Content starts

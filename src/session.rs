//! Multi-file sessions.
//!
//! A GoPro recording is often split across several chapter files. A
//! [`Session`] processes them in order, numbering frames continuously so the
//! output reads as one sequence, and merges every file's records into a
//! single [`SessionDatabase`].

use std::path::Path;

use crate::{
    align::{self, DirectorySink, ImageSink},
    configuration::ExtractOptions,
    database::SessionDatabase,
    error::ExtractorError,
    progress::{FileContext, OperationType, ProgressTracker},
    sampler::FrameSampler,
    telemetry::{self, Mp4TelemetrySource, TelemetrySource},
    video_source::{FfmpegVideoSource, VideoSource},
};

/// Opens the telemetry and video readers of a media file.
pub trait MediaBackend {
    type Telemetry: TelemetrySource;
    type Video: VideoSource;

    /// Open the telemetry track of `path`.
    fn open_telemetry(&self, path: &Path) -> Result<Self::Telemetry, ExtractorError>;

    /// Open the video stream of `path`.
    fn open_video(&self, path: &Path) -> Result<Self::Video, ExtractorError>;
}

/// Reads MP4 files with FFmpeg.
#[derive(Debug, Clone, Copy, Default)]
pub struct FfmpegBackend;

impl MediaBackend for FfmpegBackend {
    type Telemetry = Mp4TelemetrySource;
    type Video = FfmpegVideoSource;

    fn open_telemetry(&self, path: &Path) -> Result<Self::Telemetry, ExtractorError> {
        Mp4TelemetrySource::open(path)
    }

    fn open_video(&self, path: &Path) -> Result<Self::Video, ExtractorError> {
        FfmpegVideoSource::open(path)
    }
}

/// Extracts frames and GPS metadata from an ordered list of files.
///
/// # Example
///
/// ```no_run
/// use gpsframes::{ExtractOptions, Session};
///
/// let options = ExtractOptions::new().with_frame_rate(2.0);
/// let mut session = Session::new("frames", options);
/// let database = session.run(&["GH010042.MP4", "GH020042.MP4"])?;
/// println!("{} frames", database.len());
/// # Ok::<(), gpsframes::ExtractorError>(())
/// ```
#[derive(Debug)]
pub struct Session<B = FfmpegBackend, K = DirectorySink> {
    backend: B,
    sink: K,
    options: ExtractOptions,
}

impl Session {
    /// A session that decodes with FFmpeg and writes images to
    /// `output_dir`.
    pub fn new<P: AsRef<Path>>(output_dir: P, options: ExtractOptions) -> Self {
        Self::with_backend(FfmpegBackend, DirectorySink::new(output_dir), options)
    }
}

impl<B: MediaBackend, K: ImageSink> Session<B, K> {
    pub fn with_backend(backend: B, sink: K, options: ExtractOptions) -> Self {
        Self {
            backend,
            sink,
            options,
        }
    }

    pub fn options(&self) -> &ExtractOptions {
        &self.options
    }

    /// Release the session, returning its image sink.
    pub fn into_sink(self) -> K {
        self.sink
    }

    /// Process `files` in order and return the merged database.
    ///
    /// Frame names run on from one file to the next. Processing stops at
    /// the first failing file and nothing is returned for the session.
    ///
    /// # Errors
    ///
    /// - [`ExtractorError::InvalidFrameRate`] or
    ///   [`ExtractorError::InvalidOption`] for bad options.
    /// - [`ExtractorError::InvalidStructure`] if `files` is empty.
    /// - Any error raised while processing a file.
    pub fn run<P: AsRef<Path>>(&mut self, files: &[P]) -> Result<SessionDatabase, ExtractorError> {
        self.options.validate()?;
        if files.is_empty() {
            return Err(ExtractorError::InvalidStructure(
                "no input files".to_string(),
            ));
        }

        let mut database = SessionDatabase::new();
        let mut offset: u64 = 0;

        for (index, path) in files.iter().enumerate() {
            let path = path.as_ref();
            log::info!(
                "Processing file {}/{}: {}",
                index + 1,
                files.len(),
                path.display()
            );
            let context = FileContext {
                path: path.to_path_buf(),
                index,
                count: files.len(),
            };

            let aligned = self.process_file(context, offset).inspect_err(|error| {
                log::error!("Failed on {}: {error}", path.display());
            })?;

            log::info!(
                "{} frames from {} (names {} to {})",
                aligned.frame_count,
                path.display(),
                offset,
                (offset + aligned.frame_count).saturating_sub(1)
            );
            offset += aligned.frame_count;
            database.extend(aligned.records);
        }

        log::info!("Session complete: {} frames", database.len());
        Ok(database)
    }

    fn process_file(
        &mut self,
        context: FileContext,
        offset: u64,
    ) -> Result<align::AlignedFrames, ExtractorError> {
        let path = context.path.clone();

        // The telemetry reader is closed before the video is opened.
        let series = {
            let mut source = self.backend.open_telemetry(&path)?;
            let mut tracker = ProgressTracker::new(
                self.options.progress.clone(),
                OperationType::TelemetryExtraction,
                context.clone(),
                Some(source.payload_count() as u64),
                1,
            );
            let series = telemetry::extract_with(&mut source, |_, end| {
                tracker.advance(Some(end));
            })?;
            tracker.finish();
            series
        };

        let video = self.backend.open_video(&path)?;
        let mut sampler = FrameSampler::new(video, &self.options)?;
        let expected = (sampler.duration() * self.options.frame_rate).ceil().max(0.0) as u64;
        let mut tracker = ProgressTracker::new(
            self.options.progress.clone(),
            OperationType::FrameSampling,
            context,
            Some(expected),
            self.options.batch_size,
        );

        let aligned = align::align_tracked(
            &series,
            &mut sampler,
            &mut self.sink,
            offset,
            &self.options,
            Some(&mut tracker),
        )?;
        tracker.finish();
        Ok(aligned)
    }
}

Content ends

◆ **Problem details**
Above are the records; from them, give again exactly the lines from the one containing "impl MediaBackend for" to the one containing "for bad options.", both lines included, and nothing more.

◆ **Task solution**
impl MediaBackend for FfmpegBackend {
    type Telemetry = Mp4TelemetrySource;
    type Video = FfmpegVideoSource;

    fn open_telemetry(&self, path: &Path) -> Result<Self::Telemetry, ExtractorError> {
        Mp4TelemetrySource::open(path)
    }

    fn open_video(&self, path: &Path) -> Result<Self::Video, ExtractorError> {
        FfmpegVideoSource::open(path)
    }
}

/// Extracts frames and GPS metadata from an ordered list of files.
///
/// # Example
///
/// ```no_run
/// use gpsframes::{ExtractOptions, Session};
///
/// let options = ExtractOptions::new().with_frame_rate(2.0);
/// let mut session = Session::new("frames", options);
/// let database = session.run(&["GH010042.MP4", "GH020042.MP4"])?;
/// println!("{} frames", database.len());
/// # Ok::<(), gpsframes::ExtractorError>(())
/// ```
#[derive(Debug)]
pub struct Session<B = FfmpegBackend, K = DirectorySink> {
    backend: B,
    sink: K,
    options: ExtractOptions,
}

impl Session {
    /// A session that decodes with FFmpeg and writes images to
    /// `output_dir`.
    pub fn new<P: AsRef<Path>>(output_dir: P, options: ExtractOptions) -> Self {
        Self::with_backend(FfmpegBackend, DirectorySink::new(output_dir), options)
    }
}

impl<B: MediaBackend, K: ImageSink> Session<B, K> {
    pub fn with_backend(backend: B, sink: K, options: ExtractOptions) -> Self {
        Self {
            backend,
            sink,
            options,
        }
    }

    pub fn options(&self) -> &ExtractOptions {
        &self.options
    }

    /// Release the session, returning its image sink.
    pub fn into_sink(self) -> K {
        self.sink
    }

    /// Process `files` in order and return the merged database.
    ///
    /// Frame names run on from one file to the next. Processing stops at
    /// the first failing file and nothing is returned for the session.
    ///
    /// # Errors
    ///
    /// - [`ExtractorError::InvalidFrameRate`] or
    ///   [`ExtractorError::InvalidOption`] for bad options.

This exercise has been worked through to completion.